La marcia della Lega sull’autonomia differenziata si inceppa sulle (altre) priorità degli alleati. Stavolta è, di fatto, Fratelli d’Italia a frenare lo sprint che il partito del padre della riforma, il ministro Roberto Calderoli, cerca di imporre al proprio disegno di legge che la commissione Affari costituzionali del Senato sta discutendo da mesi. Seguendo questi ritmi e con quasi un centinaio di emendamenti ancora da votare, l’esame potrebbe chiudersi tra un mese. Ma per un battibecco, scoppiato a sorpresa nella maggioranza, l’iter rallenta e riprenderà la prossima settimana. Complice anche il decreto varato dopo le violenze di Caivano che sta impegnando la stessa commissione e a cui i meloniani tengono particolarmente.
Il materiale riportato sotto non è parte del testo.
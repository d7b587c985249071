//! Test utilities for database operations.
//!
//! A real `SQLite` file is one process's whole database, so tests get an
//! in-memory `SQLite` connection with migrations applied rather than a
//! mocked driver — exercising the real schema and constraints.

use sea_orm::{Database, DatabaseConnection, DbErr};
use tracing::info;

/// An in-memory `SQLite` database with migrations applied, torn down for
/// free when dropped (no file, no cleanup step needed).
pub struct TestDatabase {
    /// Database connection.
    pub conn: DatabaseConnection,
}

impl TestDatabase {
    /// Create a fresh in-memory database and run all migrations against
    /// it.
    pub async fn new() -> Result<Self, DbErr> {
        let conn = Database::connect("sqlite::memory:").await?;
        crate::migrations::Migrator::up(&conn, None).await?;
        info!("Opened in-memory test database");
        Ok(Self { conn })
    }

    /// Get the database connection.
    #[must_use]
    pub const fn connection(&self) -> &DatabaseConnection {
        &self.conn
    }
}

#[cfg(test)]
mod tests {
    use super::*;
    use sea_orm::ConnectionTrait;

    #[tokio::test]
    async fn migrations_apply_cleanly() {
        let db = TestDatabase::new().await.unwrap();
        assert!(db.connection().ping().await.is_ok());
    }
}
Alta tensione tra Lega e Fratelli d’Italia sugli emendamenti

Ad alimentare la tensione è stata, mercoledì sera, la richiesta dei leghisti di andare avanti con il voto degli emendamenti fino a quelli dell’articolo 7 (il disegno di legge ne ha 10 in tutto). E’ il relatore Paolo Rosato a sostenere la causa. Il Pd si oppone interpretando la mossa come una forzatura sui tempi del voto. E ottiene la sponda del presidente della commissione, Alberto Balboni di Fratelli d’Italia, che contesta la forzatura (“Non le accetto da nessuna parte provengano”, si difende). Quindi dice no alla richiesta della Lega di riunirsi dopo le 20 spigando che contemporaneamente c’è una riunione del suo partito a cui non può mancare. Balboni fa parte della segreteria di FdI e, rammenta agli altri, nella commissione sono 6 i colleghi di partito. Ma Tosato alza la voce e insiste per andare avanti. Tiene il punto pure Balboni, tanto da decidere di sconvocare la seduta di giovedì mattina (dedicandola solo al decreto Caivano) e rinviare il resto di una settimana.